Por Marconi de Souza Reis
A história que publico hoje vai emocionar demais os brasileiros quando vier em formato de romance ou cinema. É dramática, trágica, lírica, romântica e até épica. Trarei hoje apenas uma sinopse, a espinha dorsal, e desde já agradeço à família por me confiar ser o escritor desse enredo mítico. Sigam-me:
José Augusto Carvalho de Araújo, filho de uma família da alta sociedade baiana, veio ao mundo rompendo relações com o próprio pai desde o berço. Por ter sido a razão da morte da mãe durante o parto, seu pai, Joaquim Bahia Araújo, o rejeitou, e ele foi criado por um tio paterno, Zé Maria Araújo, e sua esposa, dona Noêmia.
O garoto teve acesso à educação de qualidade com os tios, visto que estudou no Colégio Antonio Vieira. Mas, ainda menino, passava também semanas morando no terreiro de mãe Menininha do Gantois, para que Zé Maria e dona Noêmia pudessem viajar mundo afora. Como se vê, mítico desde o começo…
Acontece que José Augusto dedicou-se aos estudos e, ainda muito jovem, ingressou por concurso público na Petrobras. Além disso, tornou-se colaborador do Jornal A Tarde, onde escrevia, diagramava e editava reportagens. Era final da década de 1950, época de explosão do petróleo baiano.
No início dos anos 60, José Augusto interessou-se pela política e tornou-se militante de esquerda. Candidatou-se a deputado e, num de seus discursos, no município de Candeias, conheceu Maria Neide, que morava numa fazenda na distante Conceição do Coité. Ela estava ali de veraneio com a família.
Neta de cigana, Maria Neide viveu toda a sua infância e adolescência ajudando aos pais na lida com a terra, de onde tiravam o sustento. Assim como uma típica tabaroa, ao ver aquela multidão cercando um pequeno palanque, parou por alguns minutos e ficou embevecida, boquiaberta…
Estava encantada com as palavras bonitas e de difícil entendimento que um dos homens falava ao microfone. Sem saber, ouvia pela primeira vez a voz do homem de sua vida, com o qual iria casar e ter nove filhos – dois homens e sete mulheres. José Augusto avistou Maria Neide no meio da multidão…
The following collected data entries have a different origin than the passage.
use crate::core::ShapeId;
use crate::error::PaintError;

use super::PaintCore;

pub(super) fn paint(core: &mut PaintCore) -> Result<Option<ShapeId>, PaintError> {
    let Some((x, y)) = core.pointer.position() else {
        return Ok(None);
    };

    let cell_id = core
        .grid
        .cell_near(x, y)
        .ok_or(PaintError::NoTargetCell { x, y })?;

    let Some(cell) = core.grid.cell(cell_id) else {
        return Ok(None);
    };
    let (center_x, center_y) = (cell.middle_x(), cell.middle_y());

    Ok(core
        .shapes
        .create(&mut core.grid, cell_id, center_x, center_y, core.pointer.color()))
}

pub(super) fn erase(core: &mut PaintCore) -> bool {
    let Some((x, y)) = core.pointer.position() else {
        return false;
    };

    let Some(shape_id) = core
        .grid
        .cell_near(x, y)
        .and_then(|id| core.grid.cell(id))
        .and_then(|cell| cell.shape())
    else {
        return false;
    };

    core.shapes.remove(&mut core.grid, shape_id)
}

pub(super) fn rebuild(core: &mut PaintCore, width: u32, height: u32) -> Result<(), PaintError> {
    core.grid.rebuild(width, height)?;
    core.shapes.clear();
    console_log!(
        "grid rebuilt for {}x{}: {} columns x {} rows",
        width,
        height,
        core.grid.columns(),
        core.grid.rows()
    );
    Ok(())
}
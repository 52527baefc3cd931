//! Grid Layout - fixed-size tiling of the viewport into square cells
//!
//! Cells are stored in one flat Vec in creation order (column-major), so a
//! `CellId` is simply the position in that Vec. The occupancy link to a shape
//! is an index (`ShapeId`), never a reference, so the grid can be replaced
//! wholesale on resize without any dangling pointers.

use crate::error::PaintError;

use super::shapes::ShapeId;

/// Index of a cell inside the current layout
#[derive(Clone, Copy, Debug, PartialEq, Eq, Hash, PartialOrd, Ord)]
pub struct CellId(pub(crate) usize);

impl CellId {
    #[inline]
    pub fn index(self) -> usize {
        self.0
    }
}

/// One tile of the grid
#[derive(Clone, Debug, PartialEq)]
pub struct Cell {
    x: f64,
    y: f64,
    size: f64,
    label: u32,
    pub(crate) shape: Option<ShapeId>,
}

impl Cell {
    /// Top-left corner, x
    #[inline]
    pub fn x(&self) -> f64 { self.x }

    /// Top-left corner, y
    #[inline]
    pub fn y(&self) -> f64 { self.y }

    #[inline]
    pub fn size(&self) -> f64 { self.size }

    /// 1-based sequence number in creation order
    #[inline]
    pub fn label(&self) -> u32 { self.label }

    #[inline]
    pub fn middle_x(&self) -> f64 { self.x + self.size / 2.0 }

    #[inline]
    pub fn middle_y(&self) -> f64 { self.y + self.size / 2.0 }

    /// Shape currently painted in this cell
    #[inline]
    pub fn shape(&self) -> Option<ShapeId> { self.shape }

    #[inline]
    pub fn is_occupied(&self) -> bool { self.shape.is_some() }
}

/// Upper bound on cells in one layout
pub const MAX_CELLS: usize = 4_000_000;

/// Number of cells along one axis: round(extent / size) + 1
#[inline]
pub fn cells_along(extent: u32, cell_size: f64) -> usize {
    ((extent as f64 / cell_size).round() as usize).saturating_add(1)
}

/// Columns and rows for a viewport, or `InvalidConfig` past `MAX_CELLS`
pub fn layout_dimensions(width: u32, height: u32, cell_size: f64) -> Result<(u32, u32), PaintError> {
    let columns = cells_along(width, cell_size);
    let rows = cells_along(height, cell_size);

    match columns.checked_mul(rows) {
        Some(total) if total <= MAX_CELLS => Ok((columns as u32, rows as u32)),
        _ => Err(PaintError::InvalidConfig(format!(
            "{}x{} viewport with {}px cells exceeds {} cells",
            width, height, cell_size, MAX_CELLS
        ))),
    }
}

/// The full tiling for one viewport size
#[derive(Clone, Debug)]
pub struct GridLayout {
    cells: Vec<Cell>,
    columns: u32,
    rows: u32,
    cell_size: f64,
    width: u32,
    height: u32,
}

impl GridLayout {
    /// Build the tiling for a viewport of `width` x `height` pixels
    pub fn build(width: u32, height: u32, cell_size: f64) -> Result<Self, PaintError> {
        let mut grid = Self::empty(cell_size);
        grid.rebuild(width, height)?;
        Ok(grid)
    }

    /// A layout with no cells, for when no viewport can be tiled
    pub fn empty(cell_size: f64) -> Self {
        Self {
            cells: Vec::new(),
            columns: 0,
            rows: 0,
            cell_size,
            width: 0,
            height: 0,
        }
    }

    /// Replace every cell with a fresh tiling. Occupancy is not carried over.
    /// On error the current cells are left untouched.
    pub fn rebuild(&mut self, width: u32, height: u32) -> Result<(), PaintError> {
        let (columns, rows) = layout_dimensions(width, height, self.cell_size)?;

        self.cells.clear();
        self.cells.reserve(columns as usize * rows as usize);

        for col in 0..columns {
            for row in 0..rows {
                let label = self.cells.len() as u32 + 1;
                self.cells.push(Cell {
                    x: col as f64 * self.cell_size,
                    y: row as f64 * self.cell_size,
                    size: self.cell_size,
                    label,
                    shape: None,
                });
            }
        }

        self.columns = columns;
        self.rows = rows;
        self.width = width;
        self.height = height;
        Ok(())
    }

    /// Change the cell size and rebuild for the current viewport.
    /// The old size is kept if the new one cannot tile it.
    pub fn set_cell_size(&mut self, cell_size: f64) -> Result<(), PaintError> {
        layout_dimensions(self.width, self.height, cell_size)?;
        self.cell_size = cell_size;
        self.rebuild(self.width, self.height)
    }

    /// First cell (creation order) whose top-left corner lies strictly within
    /// one cell size of `(x, y)` on both axes
    pub fn cell_near(&self, x: f64, y: f64) -> Option<CellId> {
        let size = self.cell_size;
        self.cells
            .iter()
            .position(|cell| (cell.x - x).abs() < size && (cell.y - y).abs() < size)
            .map(CellId)
    }

    #[inline]
    pub fn cell(&self, id: CellId) -> Option<&Cell> {
        self.cells.get(id.0)
    }

    #[inline]
    pub(crate) fn cell_mut(&mut self, id: CellId) -> Option<&mut Cell> {
        self.cells.get_mut(id.0)
    }

    pub fn cells(&self) -> impl Iterator<Item = &Cell> {
        self.cells.iter()
    }

    pub fn occupied_count(&self) -> usize {
        self.cells.iter().filter(|c| c.is_occupied()).count()
    }

    pub fn len(&self) -> usize { self.cells.len() }

    pub fn is_empty(&self) -> bool { self.cells.is_empty() }

    pub fn columns(&self) -> u32 { self.columns }

    pub fn rows(&self) -> u32 { self.rows }

    pub fn cell_size(&self) -> f64 { self.cell_size }

    pub fn width(&self) -> u32 { self.width }

    pub fn height(&self) -> u32 { self.height }
}
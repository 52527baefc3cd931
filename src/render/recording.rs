//! In-memory `Surface` and `ColorControl` for headless replay and tests

use crate::error::PaintError;

use super::{ColorControl, Surface, TextExtent};

/// Monospace stand-in metrics
const CHAR_WIDTH: f64 = 12.0;
const ASCENT: f64 = 14.0;
const DESCENT: f64 = 4.0;

#[derive(Clone, Debug, PartialEq)]
pub enum DrawCommand {
    ClearRect { x: f64, y: f64, w: f64, h: f64 },
    FillRect { x: f64, y: f64, w: f64, h: f64, color: String },
    StrokeRect { x: f64, y: f64, w: f64, h: f64, color: String },
    FillText { text: String, x: f64, y: f64, color: String, font: String },
}

#[derive(Clone, Debug)]
struct DrawState {
    fill: String,
    stroke: String,
    font: String,
}

impl Default for DrawState {
    fn default() -> Self {
        // Canvas2D defaults
        Self {
            fill: "#000000".to_string(),
            stroke: "#000000".to_string(),
            font: "10px sans-serif".to_string(),
        }
    }
}

#[derive(Clone, Debug)]
pub struct RecordingSurface {
    width: f64,
    height: f64,
    state: DrawState,
    stack: Vec<DrawState>,
    commands: Vec<DrawCommand>,
}

impl RecordingSurface {
    pub fn new(width: f64, height: f64) -> Self {
        Self {
            width,
            height,
            state: DrawState::default(),
            stack: Vec::new(),
            commands: Vec::new(),
        }
    }

    pub fn commands(&self) -> &[DrawCommand] {
        &self.commands
    }

    /// Forget everything drawn so far (the draw state is kept)
    pub fn take_commands(&mut self) -> Vec<DrawCommand> {
        std::mem::take(&mut self.commands)
    }

    /// Unbalanced `save` calls still on the stack
    pub fn depth(&self) -> usize {
        self.stack.len()
    }

    pub fn resize(&mut self, width: f64, height: f64) {
        self.width = width;
        self.height = height;
    }

    /// Metrics this surface reports for `text`
    pub fn text_extent(&self, text: &str) -> TextExtent {
        TextExtent {
            width: text.chars().count() as f64 * CHAR_WIDTH,
            ascent: ASCENT,
            descent: DESCENT,
        }
    }

    pub fn fill_rects(&self) -> impl Iterator<Item = &DrawCommand> {
        self.commands
            .iter()
            .filter(|c| matches!(c, DrawCommand::FillRect { .. }))
    }

    pub fn stroke_rects(&self) -> impl Iterator<Item = &DrawCommand> {
        self.commands
            .iter()
            .filter(|c| matches!(c, DrawCommand::StrokeRect { .. }))
    }
}

impl Surface for RecordingSurface {
    fn width(&self) -> f64 { self.width }

    fn height(&self) -> f64 { self.height }

    fn save(&mut self) {
        self.stack.push(self.state.clone());
    }

    fn restore(&mut self) {
        if let Some(state) = self.stack.pop() {
            self.state = state;
        }
    }

    fn set_fill_style(&mut self, color: &str) {
        self.state.fill = color.to_string();
    }

    fn set_stroke_style(&mut self, color: &str) {
        self.state.stroke = color.to_string();
    }

    fn set_font(&mut self, font: &str) {
        self.state.font = font.to_string();
    }

    fn clear_rect(&mut self, x: f64, y: f64, w: f64, h: f64) {
        self.commands.push(DrawCommand::ClearRect { x, y, w, h });
    }

    fn fill_rect(&mut self, x: f64, y: f64, w: f64, h: f64) {
        let color = self.state.fill.clone();
        self.commands.push(DrawCommand::FillRect { x, y, w, h, color });
    }

    fn stroke_rect(&mut self, x: f64, y: f64, w: f64, h: f64) {
        let color = self.state.stroke.clone();
        self.commands.push(DrawCommand::StrokeRect { x, y, w, h, color });
    }

    fn measure_text(&mut self, text: &str) -> Result<TextExtent, PaintError> {
        Ok(self.text_extent(text))
    }

    fn fill_text(&mut self, text: &str, x: f64, y: f64) -> Result<(), PaintError> {
        self.commands.push(DrawCommand::FillText {
            text: text.to_string(),
            x,
            y,
            color: self.state.fill.clone(),
            font: self.state.font.clone(),
        });
        Ok(())
    }
}

/// Color input stand-in that counts position writes
#[derive(Clone, Debug)]
pub struct RecordingPicker {
    position: Option<(f64, f64)>,
    value: String,
    moves: usize,
}

impl RecordingPicker {
    pub fn new(value: &str) -> Self {
        Self {
            position: None,
            value: value.to_string(),
            moves: 0,
        }
    }

    pub fn set_value(&mut self, value: &str) {
        self.value = value.to_string();
    }

    /// Number of `set_position` calls so far
    pub fn moves(&self) -> usize {
        self.moves
    }
}

impl ColorControl for RecordingPicker {
    fn position(&self) -> Option<(f64, f64)> {
        self.position
    }

    fn set_position(&mut self, x: f64, y: f64) {
        self.position = Some((x, y));
        self.moves += 1;
    }

    fn value(&self) -> String {
        self.value.clone()
    }
}
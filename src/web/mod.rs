//! Browser glue: DOM lookup, canvas sizing, fallback notice, listeners and
//! the animation-frame loop

use wasm_bindgen::prelude::*;
use wasm_bindgen::JsCast;
use web_sys::{CanvasRenderingContext2d, Document, HtmlCanvasElement, HtmlElement, Window};

mod app;
mod surface;

pub use app::start;
pub use surface::{CanvasSurface, InputPicker};

pub(crate) fn js_error(value: &JsValue) -> String {
    value.as_string().unwrap_or_else(|| format!("{:?}", value))
}

pub(crate) fn window() -> Result<Window, JsValue> {
    web_sys::window().ok_or_else(|| JsValue::from_str("no global window"))
}

pub(crate) fn document(window: &Window) -> Result<Document, JsValue> {
    window
        .document()
        .ok_or_else(|| JsValue::from_str("window has no document"))
}

/// The canvas element and its 2D context, or `None` when either is missing
pub(crate) fn find_canvas(
    document: &Document,
    id: &str,
) -> Result<Option<(HtmlCanvasElement, CanvasRenderingContext2d)>, JsValue> {
    let Some(canvas) = document
        .get_element_by_id(id)
        .and_then(|el| el.dyn_into::<HtmlCanvasElement>().ok())
    else {
        return Ok(None);
    };

    let ctx = canvas
        .get_context("2d")?
        .and_then(|ctx| ctx.dyn_into::<CanvasRenderingContext2d>().ok());

    Ok(ctx.map(|ctx| (canvas, ctx)))
}

/// Reveal the static "not supported" notice
pub fn show_fallback(document: &Document, selector: &str) -> Result<(), JsValue> {
    if let Some(holder) = document
        .query_selector(selector)?
        .and_then(|el| el.dyn_into::<HtmlElement>().ok())
    {
        holder.style().set_property("display", "block")?;
    }
    Ok(())
}

/// Size the canvas backing store and its CSS box to the window's inner size
pub fn fit_canvas(window: &Window, canvas: &HtmlCanvasElement) -> Result<(u32, u32), JsValue> {
    let width = window.inner_width()?.as_f64().unwrap_or(0.0).max(0.0) as u32;
    let height = window.inner_height()?.as_f64().unwrap_or(0.0).max(0.0) as u32;

    canvas.set_width(width);
    canvas.set_height(height);

    let style = canvas.style();
    style.set_property("width", &format!("{}px", width))?;
    style.set_property("height", &format!("{}px", height))?;

    Ok((width, height))
}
E depois daquele olhar não conseguiu mais se concentrar em seu discurso marxista. Largou o microfone para seu colega com o único intuito de ir em direção àquela mulher, que já se preparava para deixar o local. Apaixonado, demais apaixonado, decidiu apresentá-la dias depois à família.
Seus pais de criação, que já repudiavam sua escolha política, não gostaram nada do que viram, afinal, tratava-se de uma interiorana, de origem humilde, semianalfabeta, enfim, uma mulher sem qualificação para aquela família tradicional. Eles não aceitaram Maria Neide e repudiaram a ideia do casamento.
Mais do que isso: colocaram José Augusto num bico de sinuca: Escolher entre uma futura herança e o seu “insensato” amor! Ele não pensou duas vezes: ficou com Maria Neide, que também fugira de casa. E assim vieram os dois primeiros filhos do casal – José Augusto Filho e Nomar Araújo.
Acontece que, dois anos depois, estourou o golpe de 1964, e ele passou a ser caçado pelo DOPS (Departamento de Ordem Política e Social), do regime militar. Desesperado, deixou os dois filhos com Zé Maria e, acompanhado da mulher, fugiu às pressas para o Rio. Nem mala levou na fuga.
Por alguns meses, o casal morou nas ruas do Rio, em abrigos, pedindo esmola, enfim, esperando arrefecer o clima de guerra. Mas, ainda em 1964, José Augusto criou coragem e foi ao jornal “O Globo” pedir emprego. Ao adentrar a Redação, uma surpresa: gargalhadas e piadas intermináveis.
O problema é que ele vestia roupas doadas por quem se compadecia de vê-lo morando na rua. José Augusto mais parecia um palhaço de circo: calça vermelha, paletó amarelo e uma gravata cor de abóbora, além dos cabelos esvoaçados pelo vento e chuva. Ninguém levava fé naquele nordestino que dormia na rua e se vestia como palhaço.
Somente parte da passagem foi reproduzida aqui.